Restraint is defined as the restriction of an individual's freedom of movement by physical or mechanical means.
The application of devices (including belts, harnesses, manacles, sheets and straps) on a person's body to restrict his or her movement. This is to prevent the person from harming themselves or endangering others or to ensure the provision of essential medical treatment. It does not include the use of furniture (including beds with cot sides and chairs with tables fitted on their arms) that restricts the person's capacity to get off the furniture except where the devices are used solely for the purpose of restraining a person's freedom of movement.
The use of a medical or surgical appliance for the proper treatment of physical disorder or injury is not considered mechanical restraint.
The application by health care staff of ‘hands-on’ immobilisation or the physical restriction of a person to prevent the person from harming themselves or endangering others or to ensure the provision of essential medical treatment.
Seclusion is defined as the confinement of a person at any time of the day or night alone in a room or area from which free exit is prevented.
Key elements include that:
The intended purpose of the confinement is not relevant in determining what is or is not seclusion. Seclusion applies even if the person agrees or requests the confinement.

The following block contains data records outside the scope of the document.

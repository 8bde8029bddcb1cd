use crate::error::ReaderError;
use crate::value::Value;

/// A named list: `(name entry*)`.
#[derive(Debug, Copy, Clone, PartialEq)]
pub struct ReaderObject<'a> {
    pub name: &'a str,
    pub mapping: ReaderMapping<'a>,
}

impl<'a> ReaderObject<'a> {
    /// Views `value` as an object if it is a list headed by a symbol.
    pub fn from_value(value: &'a Value) -> Option<Self> {
        let (head, rest) = value.as_list()?.split_first()?;
        let name = head.as_symbol()?;
        Some(Self { name, mapping: ReaderMapping::new(rest) })
    }
}

/// Key/value view over a list of `(key value*)` entries.
///
/// Lookup returns the first entry with a matching key. Entries that are not
/// symbol-headed lists are skipped. Absent keys read as `Ok(None)`; present
/// keys holding the wrong kind of value are `Err`.
#[derive(Debug, Copy, Clone, PartialEq)]
pub struct ReaderMapping<'a> {
    entries: &'a [Value],
}

impl<'a> ReaderMapping<'a> {
    #[inline]
    pub fn new(entries: &'a [Value]) -> Self {
        Self { entries }
    }

    /// Keys in source order (duplicates included).
    pub fn keys(&self) -> impl Iterator<Item = &'a str> + use<'a> {
        self.entries.iter().filter_map(|e| Some(e.as_list()?.first()?.as_symbol()?))
    }

    #[inline]
    pub fn has(&self, key: &str) -> bool {
        self.find(key).is_some()
    }

    /// Raw arguments following `key` in its entry.
    pub fn find(&self, key: &str) -> Option<&'a [Value]> {
        self.entries.iter().find_map(|e| {
            let (head, rest) = e.as_list()?.split_first()?;
            (head.as_symbol()? == key).then_some(rest)
        })
    }

    fn single(&self, key: &str) -> Result<Option<&'a Value>, ReaderError> {
        match self.find(key) {
            None => Ok(None),
            Some([v]) => Ok(Some(v)),
            Some(args) => Err(ReaderError::new(
                key,
                format!("expected a single value, got {}", args.len()),
            )),
        }
    }

    fn scalar<T>(
        &self,
        key: &str,
        expected: &str,
        conv: impl Fn(&'a Value) -> Option<T>,
    ) -> Result<Option<T>, ReaderError> {
        match self.single(key)? {
            None => Ok(None),
            Some(v) => conv(v)
                .map(Some)
                .ok_or_else(|| ReaderError::new(key, format!("expected {}, got {}", expected, v.kind()))),
        }
    }

    fn vec<T>(
        &self,
        key: &str,
        expected: &str,
        conv: impl Fn(&'a Value) -> Option<T>,
    ) -> Result<Option<Vec<T>>, ReaderError> {
        let Some(args) = self.find(key) else { return Ok(None) };
        args.iter()
            .enumerate()
            .map(|(i, v)| {
                conv(v).ok_or_else(|| {
                    ReaderError::new(key, format!("element {} is a {}, expected {}", i, v.kind(), expected))
                })
            })
            .collect::<Result<Vec<_>, _>>()
            .map(Some)
    }

    pub fn get_bool(&self, key: &str) -> Result<Option<bool>, ReaderError> {
        self.scalar(key, "boolean", Value::as_bool)
    }

    pub fn get_i32(&self, key: &str) -> Result<Option<i32>, ReaderError> {
        self.scalar(key, "integer", Value::as_i32)
    }

    /// Reads a number; integers are accepted and widened.
    pub fn get_f32(&self, key: &str) -> Result<Option<f32>, ReaderError> {
        self.scalar(key, "number", Value::as_f32)
    }

    pub fn get_string(&self, key: &str) -> Result<Option<&'a str>, ReaderError> {
        self.scalar(key, "string", Value::as_str)
    }

    pub fn get_f32_vec(&self, key: &str) -> Result<Option<Vec<f32>>, ReaderError> {
        self.vec(key, "number", Value::as_f32)
    }

    pub fn get_i32_vec(&self, key: &str) -> Result<Option<Vec<i32>>, ReaderError> {
        self.vec(key, "integer", Value::as_i32)
    }

    pub fn get_bool_vec(&self, key: &str) -> Result<Option<Vec<bool>>, ReaderError> {
        self.vec(key, "boolean", Value::as_bool)
    }

    /// Reads a nested mapping: `(key (k v) (k v) ...)`.
    pub fn get_mapping(&self, key: &str) -> Result<Option<ReaderMapping<'a>>, ReaderError> {
        let Some(args) = self.find(key) else { return Ok(None) };
        if let Some(bad) = args.iter().find(|v| v.as_list().is_none()) {
            return Err(ReaderError::new(
                key,
                format!("expected a mapping of (key value) entries, found a {}", bad.kind()),
            ));
        }
        Ok(Some(ReaderMapping::new(args)))
    }
}

#[cfg(test)]
mod tests {
    use crate::parse_str;

    const SRC: &str = r#"
        (thing
          (name "crate")
          (count 3)
          (speed 2)
          (ratio 0.5)
          (solid #t)
          (pos 1 2.5)
          (flags #t #f)
          (child (file "a.png"))
          (pair 1 2))
    "#;

    #[test]
    fn reads_typed_scalars() {
        let doc = parse_str(SRC).unwrap();
        let root = doc.root().unwrap();
        assert_eq!(root.name, "thing");
        let m = root.mapping;
        assert_eq!(m.get_string("name").unwrap(), Some("crate"));
        assert_eq!(m.get_i32("count").unwrap(), Some(3));
        assert_eq!(m.get_f32("speed").unwrap(), Some(2.0));
        assert_eq!(m.get_f32("ratio").unwrap(), Some(0.5));
        assert_eq!(m.get_bool("solid").unwrap(), Some(true));
    }

    #[test]
    fn reads_vectors_and_mappings() {
        let doc = parse_str(SRC).unwrap();
        let m = doc.root().unwrap().mapping;
        assert_eq!(m.get_f32_vec("pos").unwrap(), Some(vec![1.0, 2.5]));
        assert_eq!(m.get_bool_vec("flags").unwrap(), Some(vec![true, false]));
        assert_eq!(m.get_i32_vec("pair").unwrap(), Some(vec![1, 2]));
        let child = m.get_mapping("child").unwrap().unwrap();
        assert_eq!(child.get_string("file").unwrap(), Some("a.png"));
    }

    #[test]
    fn absent_keys_are_none() {
        let doc = parse_str(SRC).unwrap();
        let m = doc.root().unwrap().mapping;
        assert_eq!(m.get_f32("missing").unwrap(), None);
        assert!(m.get_mapping("missing").unwrap().is_none());
        assert!(!m.has("missing"));
        assert!(m.has("pos"));
    }

    #[test]
    fn wrong_kinds_are_errors() {
        let doc = parse_str(SRC).unwrap();
        let m = doc.root().unwrap().mapping;
        let err = m.get_bool("count").unwrap_err();
        assert_eq!(err.key, "count");
        assert!(m.get_f32("pos").is_err(), "two values where one is expected");
        assert!(m.get_f32_vec("flags").is_err());
        assert!(m.get_mapping("count").is_err());
        assert!(m.get_i32("ratio").is_err());
    }

    #[test]
    fn keys_follow_source_order() {
        let doc = parse_str(SRC).unwrap();
        let keys: Vec<_> = doc.root().unwrap().mapping.keys().collect();
        assert_eq!(keys.first(), Some(&"name"));
        assert_eq!(keys.last(), Some(&"pair"));
        assert_eq!(keys.len(), 9);
    }
}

The awareness of the person that they are confined alone and denied exit is not relevant in determining what is or is not seclusion. The structure and dimensions of the area to which the consumer is confined is not relevant in determining what is or is not seclusion. The area may be an open area, for example, a courtyard. Seclusion does not include confinement of people to High Dependency sections of gazetted mental health units, unless it meets the definition.
More information can be found in the data source section about jurisdictional consistency with this definition.
Service contacts are defined as the provision of a clinically significant service by a specialised mental health service provider for patients/clients, other than those admitted to psychiatric hospitals or designated psychiatric units in acute care hospitals and residents in 24‑hour staffed specialised residential mental health services, where the nature of the service would normally warrant a dated entry in the clinical record of the patient/client in question. Any patient can have one or more service contacts over the relevant financial year period. Service contacts are not restricted to face‑to‑face communication and can include telephone, video link or other forms of direct communication. Service contacts can also be either with the patient or with a third party, such as a carer or family member, other professional or mental health worker, or other service provider.
Some specialised mental health services data are categorised using 5 target population groups (see METeOR ID 682403):
Note that, in some states, specialised mental health beds for aged persons are jointly funded by the Australian and state and territory governments. However, not all states or territories report such jointly funded beds.